If you are trying to decide which entity you should use for your new business endeavor, consider the advantages of forming a limited partnership:
Setting Up a Limited Partnership Is Easy to Do
Forming a limited partnership is just as easy as forming a corporation or an LLC (it’s just more expensive). You should may want to create and file a trade name with the state of Florida and protect it federally and state wide; you should create and sign a partnership agreement, and obtain an employer identification number (sometimes referred to as a tax identification number). Depending on the nature of the limited partnership, you may have to apply for other licenses or permits, but your basic limited partnership just needs to fill out a few forms to be recognized by our state.
Adding More Limited Partners Doesn’t Affect Who Makes Decisions
If you want to be able to add on partners easily, but still maintain control, a limited partnership may be the route for you. Like nonvoting LLC interests or nonvoting shares of stock in a corporation, limited partners in a limited partnership are not personally liable for the business’s losses and debts. They are only liable for what they invested in the limited partnership. Additionally, limited partners do not have a say in the limited partnership’s decision-making process. This equates to truly being a passive investment.

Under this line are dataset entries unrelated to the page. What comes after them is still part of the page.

//! Path-addressed validation errors.
//!
//! A [`Path`] names a node in a record tree (`spec.items[0].name`,
//! `conditions[type="Approved"]`). Every [`FieldError`] carries the path of the
//! node it is about, so nested validators only need to rebase paths, never
//! rewrite messages.
use std::fmt;

use serde::{Deserialize, Serialize, Serializer};
use serde_json::Value;

// ————————————————————————————————————————————————————————————————————————————
// PATH
// ————————————————————————————————————————————————————————————————————————————

#[derive(Debug, Clone, PartialEq, Eq, Hash)]
pub enum Segment {
    Child(String),
    Index(usize),
    Key(String),
}

/// Address of a node in a record tree. Cheap to extend: every builder method
/// returns a new path and leaves `self` untouched.
#[derive(Debug, Clone, Default, PartialEq, Eq, Hash)]
pub struct Path {
    segments: Vec<Segment>,
}

impl Path {
    pub fn root() -> Self { Self::default() }

    pub fn new(name: impl Into<String>) -> Self {
        Self::root().child(name)
    }

    pub fn child(&self, name: impl Into<String>) -> Self {
        self.push(Segment::Child(name.into()))
    }

    pub fn index(&self, index: usize) -> Self {
        self.push(Segment::Index(index))
    }

    pub fn key(&self, key: impl Into<String>) -> Self {
        self.push(Segment::Key(key.into()))
    }

    pub fn segments(&self) -> &[Segment] { &self.segments }

    pub fn is_root(&self) -> bool { self.segments.is_empty() }

    fn push(&self, segment: Segment) -> Self {
        let mut segments = Vec::with_capacity(self.segments.len() + 1);
        segments.extend(self.segments.iter().cloned());
        segments.push(segment);
        Self { segments }
    }
}

impl fmt::Display for Path {
    fn fmt(&self, f: &mut fmt::Formatter<'_>) -> fmt::Result {
        for (i, segment) in self.segments.iter().enumerate() {
            match segment {
                Segment::Child(name) if i == 0 => write!(f, "{name}")?,
                Segment::Child(name) => write!(f, ".{name}")?,
                Segment::Index(index) => write!(f, "[{index}]")?,
                Segment::Key(key) => write!(f, "[{key}]")?,
            }
        }
        Ok(())
    }
}

impl Serialize for Path {
    fn serialize<S: Serializer>(&self, serializer: S) -> Result<S::Ok, S::Error> {
        serializer.collect_str(self)
    }
}

// ————————————————————————————————————————————————————————————————————————————
// ERRORS
// ————————————————————————————————————————————————————————————————————————————

#[derive(Debug, Clone, Copy, PartialEq, Eq, Hash, Serialize, Deserialize)]
pub enum ErrorKind {
    Invalid,
    Required,
    Forbidden,
    Duplicate,
    NotSupported,
    TooLong,
    Internal,
}

impl ErrorKind {
    pub fn label(&self) -> &'static str {
        match self {
            ErrorKind::Invalid => "Invalid value",
            ErrorKind::Required => "Required value",
            ErrorKind::Forbidden => "Forbidden",
            ErrorKind::Duplicate => "Duplicate value",
            ErrorKind::NotSupported => "Unsupported value",
            ErrorKind::TooLong => "Too long",
            ErrorKind::Internal => "Internal error",
        }
    }
}

#[derive(Debug, Clone, PartialEq, Serialize)]
pub struct FieldError {
    pub kind: ErrorKind,
    pub path: Path,
    #[serde(skip_serializing_if = "Option::is_none")]
    pub bad_value: Option<Value>,
    pub detail: String,
    /// Directive that produced the error (e.g. `validateFalse`, `unionMember`).
    #[serde(skip_serializing_if = "Option::is_none")]
    pub origin: Option<String>,
}

impl FieldError {
    pub fn new(kind: ErrorKind, path: &Path, bad_value: Option<Value>, detail: impl Into<String>) -> Self {
        Self { kind, path: path.clone(), bad_value, detail: detail.into(), origin: None }
    }

    pub fn with_origin(mut self, origin: impl Into<String>) -> Self {
        self.origin = Some(origin.into());
        self
    }
}

impl fmt::Display for FieldError {
    fn fmt(&self, f: &mut fmt::Formatter<'_>) -> fmt::Result {
        if !self.path.is_root() {
            write!(f, "{}: ", self.path)?;
        }
        write!(f, "{}", self.kind.label())?;
        if let Some(value) = &self.bad_value {
            write!(f, ": {value}")?;
        }
        if !self.detail.is_empty() {
            write!(f, ": {}", self.detail)?;
        }
        Ok(())
    }
}

pub fn invalid(path: &Path, value: impl Into<Value>, detail: impl Into<String>) -> FieldError {
    FieldError::new(ErrorKind::Invalid, path, Some(value.into()), detail)
}

pub fn required(path: &Path, detail: impl Into<String>) -> FieldError {
    FieldError::new(ErrorKind::Required, path, None, detail)
}

pub fn forbidden(path: &Path, detail: impl Into<String>) -> FieldError {
    FieldError::new(ErrorKind::Forbidden, path, None, detail)
}

pub fn not_supported<S: AsRef<str>>(path: &Path, value: impl Into<Value>, valid: &[S]) -> FieldError {
    let quoted = valid.iter().map(|v| format!("`{}`", v.as_ref())).collect::<Vec<_>>();
    FieldError::new(
        ErrorKind::NotSupported,
        path,
        Some(value.into()),
        format!("supported values: {}", quoted.join(", ")),
    )
}

pub fn too_long(path: &Path, value: impl Into<Value>, max: usize) -> FieldError {
    FieldError::new(ErrorKind::TooLong, path, Some(value.into()), format!("must have at most {max} bytes"))
}

pub fn internal(path: &Path, detail: impl Into<String>) -> FieldError {
    FieldError::new(ErrorKind::Internal, path, None, detail)
}

// ————————————————————————————————————————————————————————————————————————————
// ERROR LIST
// ————————————————————————————————————————————————————————————————————————————

/// Ordered list of validation failures. Order is significant: validators emit
/// deterministically and callers compare lists verbatim.
#[derive(Debug, Clone, Default, PartialEq, Serialize)]
#[serde(transparent)]
pub struct ErrorList(Vec<FieldError>);

impl ErrorList {
    pub fn new() -> Self { Self::default() }

    pub fn push(&mut self, error: FieldError) { self.0.push(error); }

    pub fn append(&mut self, other: ErrorList) { self.0.extend(other.0); }

    pub fn is_empty(&self) -> bool { self.0.is_empty() }

    pub fn len(&self) -> usize { self.0.len() }

    pub fn iter(&self) -> std::slice::Iter<'_, FieldError> { self.0.iter() }

    pub fn as_slice(&self) -> &[FieldError] { &self.0 }

    /// Stamp every error that has no origin yet.
    pub fn with_origin(self, origin: &str) -> Self {
        self.0
            .into_iter()
            .map(|e| if e.origin.is_some() { e } else { e.with_origin(origin) })
            .collect()
    }

    /// Details of errors produced by one directive origin, in emission order.
    pub fn details_from(&self, origin: &str) -> Vec<&str> {
        self.0
            .iter()
            .filter(|e| e.origin.as_deref() == Some(origin))
            .map(|e| e.detail.as_str())
            .collect()
    }
}

impl From<FieldError> for ErrorList {
    fn from(error: FieldError) -> Self { Self(vec![error]) }
}

impl FromIterator<FieldError> for ErrorList {
    fn from_iter<I: IntoIterator<Item = FieldError>>(iter: I) -> Self {
        Self(iter.into_iter().collect())
    }
}

impl Extend<FieldError> for ErrorList {
    fn extend<I: IntoIterator<Item = FieldError>>(&mut self, iter: I) {
        self.0.extend(iter)
    }
}

impl IntoIterator for ErrorList {
    type Item = FieldError;
    type IntoIter = std::vec::IntoIter<FieldError>;
    fn into_iter(self) -> Self::IntoIter { self.0.into_iter() }
}

impl<'a> IntoIterator for &'a ErrorList {
    type Item = &'a FieldError;
    type IntoIter = std::slice::Iter<'a, FieldError>;
    fn into_iter(self) -> Self::IntoIter { self.0.iter() }
}

impl fmt::Display for ErrorList {
    fn fmt(&self, f: &mut fmt::Formatter<'_>) -> fmt::Result {
        for (i, e) in self.0.iter().enumerate() {
            if i > 0 { writeln!(f)?; }
            write!(f, "{e}")?;
        }
        Ok(())
    }
}

// ------------------------------- Tests ------------------------------------ //

#[cfg(test)]
mod tests {
    use super::*;

    #[test]
    fn path_renders_children_indices_and_keys() {
        let p = Path::new("spec").child("conditions").key(r#"type="Approved""#).child("status");
        assert_eq!(p.to_string(), r#"spec.conditions[type="Approved"].status"#);
        assert_eq!(Path::new("items").index(3).child("name").to_string(), "items[3].name");
        assert_eq!(Path::root().to_string(), "");
    }

    #[test]
    fn child_does_not_mutate_parent() {
        let parent = Path::new("a");
        let _ = parent.child("b");
        assert_eq!(parent.segments().len(), 1);
    }

    #[test]
    fn error_display_matches_kind_layout() {
        let e = invalid(&Path::new("name"), "x", "bad");
        assert_eq!(e.to_string(), r#"name: Invalid value: "x": bad"#);
        let e = required(&Path::root(), "");
        assert_eq!(e.to_string(), "Required value");
        let e = not_supported(&Path::new("kind"), "C", &["A", "B"]);
        assert_eq!(e.to_string(), r#"kind: Unsupported value: "C": supported values: `A`, `B`"#);
    }

    #[test]
    fn with_origin_keeps_existing_origins() {
        let list: ErrorList = vec![
            required(&Path::root(), "").with_origin("required"),
            forbidden(&Path::root(), ""),
        ].into_iter().collect();
        let list = list.with_origin("subfield");
        assert_eq!(list.as_slice()[0].origin.as_deref(), Some("required"));
        assert_eq!(list.as_slice()[1].origin.as_deref(), Some("subfield"));
    }
}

This often means that the business is run more smoothly, because decisions are more centralized like a corporation so they can be made quicker. However, because there are more partners, those decisions also tend to be implemented and carried out faster. It’s a win-win.
If a limited partner decides to leave the limited partnership, that can be done easily too. The limited partnership will be affected, but not to the point where it will be dissolved. These partners can also be easily replaced.
Limited Partners Hold Limited Liability
General partners (who run a limited partnership) can easily present the limited partnership to potential limited partners as a great investment opportunity that does not require too much work.
If you want to invest in a company, but do not want to be held personally liable for the shortcomings or debts, you can invest as a limited partner and watch the benefits flow in without day-to-day work.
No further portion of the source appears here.